Currently, Rust does not provide the ability to keep track of any sort of global state between macro calls out of the box.
This crate contains a series of macros that make it trivial to save and load global state (in the form of string keys and values) at compile time and from within proc macros. State that was set at compile-time can also be read directly by runtime code, if needed.
The write_state!
macro stores state in flat files that live in the target build directory for
the current project. This ensures that when you do things like run cargo clean
, the current
state values are automatically reset as well. In other words, this crate automatically tracks
with the build artifacts of whatever is using it.
After compilation, whatever values were present at compile-time are baked into the resulting binary.

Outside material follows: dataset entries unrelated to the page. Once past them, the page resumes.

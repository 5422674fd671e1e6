//! Discovery scopes.
//!
//! A [`Scope`] is a node in a hierarchical namespace. Signals and networks
//! publish themselves under a name in one scope; clients look names up by
//! exact match within that same scope. Lookups can suspend until the name
//! appears, bounded by a timeout.

use std::collections::HashMap;
use std::sync::Arc;
use std::time::Duration;

use beacon_core::{EntityKind, Result, SignalError};
use parking_lot::Mutex;
use tokio::sync::Notify;
use tracing::debug;

use crate::network::Manifest;

/// What a name resolves to.
#[derive(Clone, Debug, PartialEq)]
pub struct Published {
    /// Route packets for this entity are addressed to.
    pub route: String,
    /// Kind of the published entity.
    pub kind: EntityKind,
    /// Contents of a dispatched network.
    pub manifest: Option<Manifest>,
}

impl Published {
    /// Entry for a server signal.
    #[must_use]
    pub fn signal(route: impl Into<String>) -> Self {
        Self {
            route: route.into(),
            kind: EntityKind::Signal,
            manifest: None,
        }
    }

    /// Entry for a dispatched network.
    #[must_use]
    pub fn network(route: impl Into<String>, manifest: Manifest) -> Self {
        Self {
            route: route.into(),
            kind: EntityKind::NetworkServer,
            manifest: Some(manifest),
        }
    }
}

struct ScopeInner {
    path: String,
    entries: Mutex<HashMap<String, Published>>,
    children: Mutex<HashMap<String, Scope>>,
    published: Notify,
}

/// Node of the discovery namespace. Cheap to clone.
#[derive(Clone)]
pub struct Scope {
    inner: Arc<ScopeInner>,
}

impl Scope {
    /// Create the root of a new namespace.
    #[must_use]
    pub fn root() -> Self {
        Self::with_path("/".to_string())
    }

    fn with_path(path: String) -> Self {
        Self {
            inner: Arc::new(ScopeInner {
                path,
                entries: Mutex::new(HashMap::new()),
                children: Mutex::new(HashMap::new()),
                published: Notify::new(),
            }),
        }
    }

    /// Get or create the child scope called `name`.
    ///
    /// Fails with [`SignalError::InvalidName`] if `name` is empty or
    /// contains `/`.
    pub fn child(&self, name: &str) -> Result<Scope> {
        check_name(name)?;
        let mut children = self.inner.children.lock();
        Ok(children
            .entry(name.to_string())
            .or_insert_with(|| Self::with_path(self.route_for(name)))
            .clone())
    }

    /// Absolute path of this scope.
    #[must_use]
    pub fn path(&self) -> &str {
        &self.inner.path
    }

    /// Route of `name` inside this scope.
    #[must_use]
    pub fn route_for(&self, name: &str) -> String {
        if self.inner.path == "/" {
            format!("/{name}")
        } else {
            format!("{}/{name}", self.inner.path)
        }
    }

    /// Publish `entry` under `name`.
    ///
    /// Fails with [`SignalError::InvalidName`] if `name` is empty or contains
    /// `/`, and with [`SignalError::DuplicateName`] if it is taken.
    pub fn publish(&self, name: &str, entry: Published) -> Result<()> {
        check_name(name)?;
        {
            let mut entries = self.inner.entries.lock();
            if entries.contains_key(name) {
                return Err(SignalError::DuplicateName {
                    name: name.to_string(),
                    scope: self.inner.path.clone(),
                });
            }
            debug!(scope = %self.inner.path, name, kind = %entry.kind, "published");
            let _ = entries.insert(name.to_string(), entry);
        }
        self.inner.published.notify_waiters();
        Ok(())
    }

    /// Remove `name` if it is still published with `route`.
    pub fn unpublish(&self, name: &str, route: &str) -> bool {
        let mut entries = self.inner.entries.lock();
        if entries.get(name).is_some_and(|e| e.route == route) {
            let _ = entries.remove(name);
            debug!(scope = %self.inner.path, name, "unpublished");
            true
        } else {
            false
        }
    }

    /// Look `name` up without waiting.
    #[must_use]
    pub fn resolve(&self, name: &str) -> Option<Published> {
        self.inner.entries.lock().get(name).cloned()
    }

    /// Look `name` up, suspending until it is published or `timeout` elapses.
    pub async fn wait_for(&self, name: &str, timeout: Duration) -> Result<Published> {
        let lookup = async {
            loop {
                // Registered before the check so a publish in between still wakes us.
                let notified = self.inner.published.notified();
                if let Some(entry) = self.resolve(name) {
                    return entry;
                }
                notified.await;
            }
        };
        tokio::time::timeout(timeout, lookup).await.map_err(|_| {
            debug!(scope = %self.inner.path, name, ?timeout, "lookup timed out");
            SignalError::NotFound {
                name: name.to_string(),
                scope: self.inner.path.clone(),
            }
        })
    }

    /// Published names, sorted.
    #[must_use]
    pub fn names(&self) -> Vec<String> {
        let mut names: Vec<String> = self.inner.entries.lock().keys().cloned().collect();
        names.sort();
        names
    }
}

/// Names are single path segments, so every (scope, name) pair gets a
/// distinct route.
fn check_name(name: &str) -> Result<()> {
    let reason = if name.is_empty() {
        "name is empty"
    } else if name.contains('/') {
        "name contains '/'"
    } else {
        return Ok(());
    };
    Err(SignalError::InvalidName {
        name: name.to_string(),
        reason: reason.to_string(),
    })
}

impl std::fmt::Debug for Scope {
    fn fmt(&self, f: &mut std::fmt::Formatter<'_>) -> std::fmt::Result {
        f.debug_struct("Scope")
            .field("path", &self.inner.path)
            .field("names", &self.names())
            .finish()
    }
}
//! Panic isolation for user-supplied code.
//!
//! Subscriber callbacks, middleware stages and network method handlers run
//! inside [`isolate`] so one misbehaving closure cannot take down the pump
//! that is delivering to everyone else.

use std::any::Any;
use std::panic::{AssertUnwindSafe, catch_unwind};

/// Run `f`, converting a panic into its message.
pub(crate) fn isolate<R>(f: impl FnOnce() -> R) -> Result<R, String> {
    catch_unwind(AssertUnwindSafe(f)).map_err(|panic| panic_message(&panic))
}

fn panic_message(panic: &Box<dyn Any + Send>) -> String {
    panic
        .downcast_ref::<String>()
        .map(String::as_str)
        .or_else(|| panic.downcast_ref::<&str>().copied())
        .unwrap_or("unknown panic")
        .to_string()
}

Currently, we offer the following macros:
* write_state!("key", "value")
- write "value" as the value for the key "key"
* read_state!("key")
- returns the value for the key "key", panicking if it can't be found
* init_state!("key", "value")
- if the key "key" has a value, returns it, otherwise sets it
to "value" and also returns it. This can be used to quickly initialize a key/value pair that
may have existing data
* has_state!("key")
- returns a boolean indicating whether a value has been stored for the
key "key"
* clear_state!("key")
- clears any existing state value for key "key", if it exists
Non-macro analogue functions (proc_write_state
, proc_read_state
, etc) are provided for all
of the above macros. Note that these non-macro analogues should only be called from within
proc macros. They will not work if you use them outside of proc macro land!
First add macro_state
as a dependency in your Cargo.toml
file:
toml
[dependencies]
macro_state = "0.1.6"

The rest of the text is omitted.